Task goal:
Each line in the entries below that holds the string "confidence" is to be listed.

*** Records to use Section Begins ***

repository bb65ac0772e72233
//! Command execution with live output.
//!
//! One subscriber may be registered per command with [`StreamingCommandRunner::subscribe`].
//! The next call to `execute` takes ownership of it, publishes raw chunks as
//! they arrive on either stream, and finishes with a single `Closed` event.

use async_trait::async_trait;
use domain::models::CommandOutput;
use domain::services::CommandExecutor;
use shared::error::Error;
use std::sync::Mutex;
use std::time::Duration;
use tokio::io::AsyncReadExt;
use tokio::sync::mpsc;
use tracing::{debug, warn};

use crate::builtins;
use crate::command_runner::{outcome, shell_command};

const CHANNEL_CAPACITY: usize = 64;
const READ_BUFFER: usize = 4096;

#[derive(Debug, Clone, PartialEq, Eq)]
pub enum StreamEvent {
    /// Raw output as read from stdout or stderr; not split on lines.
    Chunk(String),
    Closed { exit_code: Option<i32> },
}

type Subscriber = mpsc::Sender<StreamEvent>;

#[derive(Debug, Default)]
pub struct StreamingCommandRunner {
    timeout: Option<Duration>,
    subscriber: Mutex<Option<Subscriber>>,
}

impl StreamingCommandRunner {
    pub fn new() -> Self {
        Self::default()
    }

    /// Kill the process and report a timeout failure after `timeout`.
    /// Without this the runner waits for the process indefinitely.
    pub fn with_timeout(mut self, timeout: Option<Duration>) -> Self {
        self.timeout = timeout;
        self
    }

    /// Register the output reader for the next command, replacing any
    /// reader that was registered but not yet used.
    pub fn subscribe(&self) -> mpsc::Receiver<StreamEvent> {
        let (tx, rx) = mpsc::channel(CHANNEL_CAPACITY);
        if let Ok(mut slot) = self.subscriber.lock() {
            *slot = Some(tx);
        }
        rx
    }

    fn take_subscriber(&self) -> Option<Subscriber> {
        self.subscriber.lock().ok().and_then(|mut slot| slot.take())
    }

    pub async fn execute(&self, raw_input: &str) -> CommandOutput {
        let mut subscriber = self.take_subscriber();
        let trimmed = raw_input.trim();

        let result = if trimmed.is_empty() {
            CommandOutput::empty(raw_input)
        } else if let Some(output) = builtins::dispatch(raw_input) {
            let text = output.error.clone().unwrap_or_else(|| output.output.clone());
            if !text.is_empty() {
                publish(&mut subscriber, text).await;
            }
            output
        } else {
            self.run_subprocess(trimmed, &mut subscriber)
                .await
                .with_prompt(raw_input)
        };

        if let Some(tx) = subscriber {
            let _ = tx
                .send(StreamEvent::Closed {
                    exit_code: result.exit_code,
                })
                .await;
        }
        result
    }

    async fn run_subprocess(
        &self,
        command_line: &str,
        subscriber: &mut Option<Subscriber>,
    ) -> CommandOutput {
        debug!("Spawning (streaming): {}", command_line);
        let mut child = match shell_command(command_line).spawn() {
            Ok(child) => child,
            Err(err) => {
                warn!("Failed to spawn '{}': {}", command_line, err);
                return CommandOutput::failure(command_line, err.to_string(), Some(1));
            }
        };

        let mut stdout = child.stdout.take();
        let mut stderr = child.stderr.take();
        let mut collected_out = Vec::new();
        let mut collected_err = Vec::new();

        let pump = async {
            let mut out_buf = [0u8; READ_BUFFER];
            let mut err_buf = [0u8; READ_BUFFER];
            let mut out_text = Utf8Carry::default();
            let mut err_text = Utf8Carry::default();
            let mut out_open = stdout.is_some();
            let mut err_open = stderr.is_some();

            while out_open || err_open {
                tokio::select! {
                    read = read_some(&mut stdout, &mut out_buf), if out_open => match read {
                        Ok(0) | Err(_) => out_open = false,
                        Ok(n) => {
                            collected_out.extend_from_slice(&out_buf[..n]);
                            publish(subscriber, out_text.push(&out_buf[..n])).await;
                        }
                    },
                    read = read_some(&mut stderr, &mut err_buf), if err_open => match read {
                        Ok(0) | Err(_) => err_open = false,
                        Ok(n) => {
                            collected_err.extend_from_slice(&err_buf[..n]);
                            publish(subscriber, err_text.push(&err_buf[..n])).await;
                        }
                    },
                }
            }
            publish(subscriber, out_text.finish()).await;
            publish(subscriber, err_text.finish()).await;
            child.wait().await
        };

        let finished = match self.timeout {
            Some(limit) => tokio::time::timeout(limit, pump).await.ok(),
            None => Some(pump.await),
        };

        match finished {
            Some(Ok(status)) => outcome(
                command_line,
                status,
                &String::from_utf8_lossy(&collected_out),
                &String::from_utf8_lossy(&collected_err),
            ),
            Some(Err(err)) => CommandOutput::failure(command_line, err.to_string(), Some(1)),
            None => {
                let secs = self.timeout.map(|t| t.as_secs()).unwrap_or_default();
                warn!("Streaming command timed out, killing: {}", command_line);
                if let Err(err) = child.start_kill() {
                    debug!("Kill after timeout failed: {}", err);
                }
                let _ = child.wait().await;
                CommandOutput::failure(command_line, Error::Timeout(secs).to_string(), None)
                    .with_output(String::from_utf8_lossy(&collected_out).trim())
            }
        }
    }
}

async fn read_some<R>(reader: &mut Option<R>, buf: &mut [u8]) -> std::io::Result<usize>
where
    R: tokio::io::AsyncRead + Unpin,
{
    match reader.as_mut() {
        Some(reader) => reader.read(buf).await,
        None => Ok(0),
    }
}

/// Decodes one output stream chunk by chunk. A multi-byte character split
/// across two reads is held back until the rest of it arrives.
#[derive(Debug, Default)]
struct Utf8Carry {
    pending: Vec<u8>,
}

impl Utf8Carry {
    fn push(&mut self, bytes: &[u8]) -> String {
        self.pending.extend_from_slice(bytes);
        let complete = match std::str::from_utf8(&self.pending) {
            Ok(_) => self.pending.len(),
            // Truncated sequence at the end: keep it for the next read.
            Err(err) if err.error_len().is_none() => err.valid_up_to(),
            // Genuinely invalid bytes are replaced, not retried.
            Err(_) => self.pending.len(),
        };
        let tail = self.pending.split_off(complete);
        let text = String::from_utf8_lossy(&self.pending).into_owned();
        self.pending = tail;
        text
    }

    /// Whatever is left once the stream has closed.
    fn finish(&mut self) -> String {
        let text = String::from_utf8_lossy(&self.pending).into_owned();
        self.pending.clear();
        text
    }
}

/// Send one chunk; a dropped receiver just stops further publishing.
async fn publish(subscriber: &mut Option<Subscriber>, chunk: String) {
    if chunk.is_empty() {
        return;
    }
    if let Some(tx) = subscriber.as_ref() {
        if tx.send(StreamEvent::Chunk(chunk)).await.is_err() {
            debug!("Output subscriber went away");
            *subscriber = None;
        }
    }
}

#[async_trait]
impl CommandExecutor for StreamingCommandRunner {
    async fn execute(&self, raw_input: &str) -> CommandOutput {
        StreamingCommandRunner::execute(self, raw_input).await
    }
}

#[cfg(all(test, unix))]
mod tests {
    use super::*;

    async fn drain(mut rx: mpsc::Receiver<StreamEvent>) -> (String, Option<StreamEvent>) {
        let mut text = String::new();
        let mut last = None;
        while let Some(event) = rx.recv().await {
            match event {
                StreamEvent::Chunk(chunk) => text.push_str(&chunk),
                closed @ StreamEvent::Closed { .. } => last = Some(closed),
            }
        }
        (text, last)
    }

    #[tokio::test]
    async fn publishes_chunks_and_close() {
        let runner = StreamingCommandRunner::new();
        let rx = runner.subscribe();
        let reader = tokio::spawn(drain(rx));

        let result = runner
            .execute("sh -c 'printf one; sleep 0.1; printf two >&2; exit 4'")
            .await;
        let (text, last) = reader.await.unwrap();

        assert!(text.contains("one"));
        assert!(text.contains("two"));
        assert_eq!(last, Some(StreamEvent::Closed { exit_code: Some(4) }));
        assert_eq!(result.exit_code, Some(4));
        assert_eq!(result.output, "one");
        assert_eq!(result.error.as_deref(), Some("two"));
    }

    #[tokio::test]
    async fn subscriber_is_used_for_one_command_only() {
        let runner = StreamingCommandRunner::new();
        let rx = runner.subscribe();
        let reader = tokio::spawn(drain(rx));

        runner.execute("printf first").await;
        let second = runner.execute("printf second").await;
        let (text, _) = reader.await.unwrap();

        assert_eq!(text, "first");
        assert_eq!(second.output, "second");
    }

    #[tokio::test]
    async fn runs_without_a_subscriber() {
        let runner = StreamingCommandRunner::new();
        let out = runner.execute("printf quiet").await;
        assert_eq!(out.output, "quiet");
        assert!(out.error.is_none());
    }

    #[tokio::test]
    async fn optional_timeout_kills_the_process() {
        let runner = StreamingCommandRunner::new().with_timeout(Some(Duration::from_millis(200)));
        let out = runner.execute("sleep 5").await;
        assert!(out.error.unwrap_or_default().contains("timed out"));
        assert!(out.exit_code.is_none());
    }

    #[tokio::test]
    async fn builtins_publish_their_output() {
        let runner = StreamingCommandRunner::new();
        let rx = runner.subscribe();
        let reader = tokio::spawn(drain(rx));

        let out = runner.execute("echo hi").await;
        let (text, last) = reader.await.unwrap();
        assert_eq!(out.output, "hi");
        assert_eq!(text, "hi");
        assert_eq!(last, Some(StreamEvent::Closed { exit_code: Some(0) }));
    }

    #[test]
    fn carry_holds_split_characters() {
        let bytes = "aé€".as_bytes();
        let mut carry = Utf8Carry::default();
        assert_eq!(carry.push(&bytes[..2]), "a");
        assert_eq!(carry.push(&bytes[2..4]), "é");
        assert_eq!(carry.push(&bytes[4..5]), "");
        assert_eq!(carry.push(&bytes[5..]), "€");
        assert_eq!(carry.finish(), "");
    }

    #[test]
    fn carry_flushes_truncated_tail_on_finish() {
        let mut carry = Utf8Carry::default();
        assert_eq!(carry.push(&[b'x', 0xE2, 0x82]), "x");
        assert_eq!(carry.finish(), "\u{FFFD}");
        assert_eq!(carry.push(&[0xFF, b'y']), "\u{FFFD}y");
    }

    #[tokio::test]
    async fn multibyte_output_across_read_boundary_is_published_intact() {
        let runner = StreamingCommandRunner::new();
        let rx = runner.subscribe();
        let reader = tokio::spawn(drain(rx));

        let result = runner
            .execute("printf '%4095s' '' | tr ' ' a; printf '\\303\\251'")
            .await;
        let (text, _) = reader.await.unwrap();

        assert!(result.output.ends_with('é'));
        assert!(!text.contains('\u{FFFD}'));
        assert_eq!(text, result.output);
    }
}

*** Records to use Section Ends ***
*** Records to use Section Begins ***

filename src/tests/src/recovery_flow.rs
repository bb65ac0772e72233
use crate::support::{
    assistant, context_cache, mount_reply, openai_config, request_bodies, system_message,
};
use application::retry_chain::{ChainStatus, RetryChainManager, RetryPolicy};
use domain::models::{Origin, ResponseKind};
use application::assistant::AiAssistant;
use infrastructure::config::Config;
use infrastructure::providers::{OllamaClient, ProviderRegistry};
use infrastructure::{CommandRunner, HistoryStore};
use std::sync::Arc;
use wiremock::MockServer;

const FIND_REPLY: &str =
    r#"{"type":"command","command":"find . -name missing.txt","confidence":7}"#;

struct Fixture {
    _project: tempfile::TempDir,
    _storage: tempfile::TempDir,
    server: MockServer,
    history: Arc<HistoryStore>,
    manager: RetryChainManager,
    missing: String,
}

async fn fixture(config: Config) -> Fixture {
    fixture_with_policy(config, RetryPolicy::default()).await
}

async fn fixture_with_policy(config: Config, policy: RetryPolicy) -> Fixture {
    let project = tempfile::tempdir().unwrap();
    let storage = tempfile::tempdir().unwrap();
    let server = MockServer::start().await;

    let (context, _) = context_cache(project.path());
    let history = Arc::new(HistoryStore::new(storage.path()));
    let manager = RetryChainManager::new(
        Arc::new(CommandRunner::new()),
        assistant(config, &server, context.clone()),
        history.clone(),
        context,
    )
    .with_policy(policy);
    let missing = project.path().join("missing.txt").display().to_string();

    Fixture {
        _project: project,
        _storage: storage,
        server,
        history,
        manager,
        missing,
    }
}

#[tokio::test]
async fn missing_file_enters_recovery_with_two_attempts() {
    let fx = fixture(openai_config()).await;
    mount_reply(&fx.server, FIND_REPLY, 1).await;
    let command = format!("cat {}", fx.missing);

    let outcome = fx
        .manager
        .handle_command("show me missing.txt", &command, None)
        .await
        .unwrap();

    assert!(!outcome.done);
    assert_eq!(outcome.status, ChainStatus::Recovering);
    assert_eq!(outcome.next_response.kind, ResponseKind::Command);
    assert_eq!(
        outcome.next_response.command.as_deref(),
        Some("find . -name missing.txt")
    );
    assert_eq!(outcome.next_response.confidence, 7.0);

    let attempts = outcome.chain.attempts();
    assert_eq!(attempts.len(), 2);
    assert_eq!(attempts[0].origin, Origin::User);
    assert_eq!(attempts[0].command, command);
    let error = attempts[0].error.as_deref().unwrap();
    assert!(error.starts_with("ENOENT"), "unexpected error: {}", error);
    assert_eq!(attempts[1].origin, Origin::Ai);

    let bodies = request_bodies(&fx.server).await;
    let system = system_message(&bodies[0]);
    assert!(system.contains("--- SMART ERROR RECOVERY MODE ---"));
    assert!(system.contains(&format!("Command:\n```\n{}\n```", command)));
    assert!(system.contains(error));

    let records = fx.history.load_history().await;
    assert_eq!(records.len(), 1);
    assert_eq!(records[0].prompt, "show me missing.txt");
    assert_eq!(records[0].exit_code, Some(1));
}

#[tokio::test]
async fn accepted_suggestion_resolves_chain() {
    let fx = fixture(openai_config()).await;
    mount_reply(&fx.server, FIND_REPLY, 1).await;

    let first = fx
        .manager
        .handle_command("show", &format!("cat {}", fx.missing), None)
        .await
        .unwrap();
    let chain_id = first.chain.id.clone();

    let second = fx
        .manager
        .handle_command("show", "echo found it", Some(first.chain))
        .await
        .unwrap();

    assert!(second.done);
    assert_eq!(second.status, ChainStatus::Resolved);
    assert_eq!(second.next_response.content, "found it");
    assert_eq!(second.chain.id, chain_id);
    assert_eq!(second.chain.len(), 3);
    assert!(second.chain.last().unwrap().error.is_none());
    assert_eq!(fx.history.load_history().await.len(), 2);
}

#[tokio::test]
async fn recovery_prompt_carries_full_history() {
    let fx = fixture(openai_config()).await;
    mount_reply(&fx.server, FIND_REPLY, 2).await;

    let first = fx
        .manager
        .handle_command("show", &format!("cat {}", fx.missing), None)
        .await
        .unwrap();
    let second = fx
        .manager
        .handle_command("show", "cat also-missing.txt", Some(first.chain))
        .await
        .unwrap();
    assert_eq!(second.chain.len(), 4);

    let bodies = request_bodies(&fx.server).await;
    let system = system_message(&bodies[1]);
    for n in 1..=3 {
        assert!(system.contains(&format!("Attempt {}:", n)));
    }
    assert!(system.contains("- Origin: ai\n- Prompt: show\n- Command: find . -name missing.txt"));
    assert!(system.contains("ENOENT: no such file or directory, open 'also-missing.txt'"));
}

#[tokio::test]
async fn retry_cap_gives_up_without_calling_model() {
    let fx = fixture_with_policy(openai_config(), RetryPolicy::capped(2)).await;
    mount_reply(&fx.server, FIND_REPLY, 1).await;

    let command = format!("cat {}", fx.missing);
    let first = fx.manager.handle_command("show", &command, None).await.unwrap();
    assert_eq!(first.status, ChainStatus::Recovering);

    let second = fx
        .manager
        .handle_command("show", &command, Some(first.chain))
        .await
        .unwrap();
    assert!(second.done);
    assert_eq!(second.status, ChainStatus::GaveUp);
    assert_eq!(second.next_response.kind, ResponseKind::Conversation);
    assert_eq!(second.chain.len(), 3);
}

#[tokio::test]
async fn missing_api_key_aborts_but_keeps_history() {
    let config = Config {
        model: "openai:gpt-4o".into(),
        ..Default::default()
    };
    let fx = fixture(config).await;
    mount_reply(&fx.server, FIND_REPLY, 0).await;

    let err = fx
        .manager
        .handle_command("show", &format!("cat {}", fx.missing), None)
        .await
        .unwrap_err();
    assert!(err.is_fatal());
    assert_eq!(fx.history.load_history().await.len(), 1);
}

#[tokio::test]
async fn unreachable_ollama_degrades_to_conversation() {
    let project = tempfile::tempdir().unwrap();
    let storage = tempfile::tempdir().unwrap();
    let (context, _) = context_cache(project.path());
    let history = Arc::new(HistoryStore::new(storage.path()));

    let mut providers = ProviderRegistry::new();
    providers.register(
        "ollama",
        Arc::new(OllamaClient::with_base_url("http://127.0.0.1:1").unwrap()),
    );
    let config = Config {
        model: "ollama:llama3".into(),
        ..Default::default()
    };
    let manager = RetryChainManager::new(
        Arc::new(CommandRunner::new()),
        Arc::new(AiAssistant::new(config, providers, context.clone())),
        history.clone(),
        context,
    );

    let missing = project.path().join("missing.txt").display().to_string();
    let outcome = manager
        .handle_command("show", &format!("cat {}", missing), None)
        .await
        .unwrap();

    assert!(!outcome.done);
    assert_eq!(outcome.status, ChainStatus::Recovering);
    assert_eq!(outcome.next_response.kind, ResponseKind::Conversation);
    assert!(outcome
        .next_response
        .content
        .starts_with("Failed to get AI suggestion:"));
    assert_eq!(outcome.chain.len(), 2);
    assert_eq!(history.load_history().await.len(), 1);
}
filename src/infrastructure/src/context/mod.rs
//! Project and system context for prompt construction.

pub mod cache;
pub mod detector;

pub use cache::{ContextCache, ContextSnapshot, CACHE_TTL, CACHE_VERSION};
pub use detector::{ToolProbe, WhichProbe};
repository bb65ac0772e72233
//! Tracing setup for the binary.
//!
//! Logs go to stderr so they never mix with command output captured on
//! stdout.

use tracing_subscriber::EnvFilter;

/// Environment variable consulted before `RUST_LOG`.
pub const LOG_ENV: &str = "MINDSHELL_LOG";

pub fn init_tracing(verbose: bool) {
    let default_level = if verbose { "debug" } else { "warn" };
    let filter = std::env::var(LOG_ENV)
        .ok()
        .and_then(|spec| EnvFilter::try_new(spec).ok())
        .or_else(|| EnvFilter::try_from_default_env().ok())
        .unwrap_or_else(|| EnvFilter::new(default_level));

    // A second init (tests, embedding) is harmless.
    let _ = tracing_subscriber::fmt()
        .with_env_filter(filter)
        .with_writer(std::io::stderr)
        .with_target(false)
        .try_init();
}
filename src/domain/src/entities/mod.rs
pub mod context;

*** Records to use Section Ends ***

Solution below:
    r#"{"type":"command","command":"find . -name missing.txt","confidence":7}"#;
    assert_eq!(outcome.next_response.confidence, 7.0);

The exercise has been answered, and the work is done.